L’uniforme : un nouveau défi pour l’enseignement

Anathème • le 25 juillet 2014
école.

L’éclatement des compétences entre l’État fédéral et une multitude d’entités fédérées rend vain l’espoir de la poursuite de politiques cohérentes et concertées. Nous l’avons assez regretté pour nous réjouir quand survient un changement positif.

Financer la recherche aux niveaux fédéral et régional, mais les universités au niveau communautaire, gérer les allocations familiales via les Communautés, mais à Bruxelles, par le truchement de la Commission communautaire commune, écarteler l’enseignement entre la formation (régionale) et les écoles (communautaire), l’espoir est faible de mener des réformes ambitieuses lorsque chacun ne maîtrise qu’un minuscule champ de compétences.

Les esprits chagrins s’en réjouiront, rappelant que, si la Belgique a échappé au pire de la crise, c’est parce qu’elle était dépourvue de gouvernement fédéral au moment crucial et qu’il ne fut pas possible aux libéraux de détruire notre économie autant qu’ils le firent dans d’autres pays européens. Certes.

Il n’en demeure pas moins qu’il est difficilement envisageable de continuer, à long terme, à se passer d’une direction ambitieuse des affaires publiques. Faut-il pour autant refédéraliser, comme on dit en notre charmant pays ? Sans doute existe-t-il d’autres solutions que le simple retour en arrière.

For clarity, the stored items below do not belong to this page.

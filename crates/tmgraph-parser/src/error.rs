//! Error types for grammar decoding.

use thiserror::Error;

use crate::Format;

/// Errors raised while turning raw grammar bytes into a [`Grammar`](tmgraph_core::grammar::Grammar).
#[derive(Debug, Error)]
pub enum DecodeError {
    /// None of the supported formats accepted the input.
    ///
    /// Individual format failures are not kept; they are only logged.
    #[error("Could not recognize file format")]
    UnrecognizedFormat,

    /// The input is a valid document but not a grammar.
    #[error("Malformed grammar in {format} document: {message}")]
    MalformedGrammar { format: Format, message: String },
}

Ainsi, la constitution du nouveau gouvernement de la Communauté française (apocryphement appelée Fédération Wallonie-Bruxelles et, affectueusement, Fédéwalbru) laisse entrevoir une nouvelle perspective : celle de la chaise musicale. Jusqu’à présent, le parcours d’un homme politique belge, fut majoritairement de passer du niveau local au régional ou communautaire, puis au fédéral, avant de couler une retraite paisible à l’échelon européen. À chaque étape, il abandonnait tout intérêt pour les matières qu’il gérait précédemment, heureux d’accéder aux échelons supérieurs du pouvoir.

Or, nous venons d’apprendre que Mme Milquet, pointure politique nationale s’il en est, s’apprêtait à passer du fédéral au communautaire. Elle cessera donc d’être ministre de l’Intérieur (en affaires courantes) pour devenir ministre (communautaire) de l’enseignement et de la culture. Plutôt que de concevoir son apport à la direction de notre pays de manière séquentielle, elle s’est déclarée favorable à une accumulation des savoirs et à l’exploitation de son parcours personnel pour faire dialoguer les différentes autorités du pays. Ainsi, plutôt que de pratiquer la politique de la terre brûlée qui veut que l’on coupe tous les ponts avec l’administration que l’on quitte et que l’on vide le cabinet avant de partir, elle a annoncé des mesures en matière d’enseignement qui tireront les leçons de son expérience à l’Intérieur.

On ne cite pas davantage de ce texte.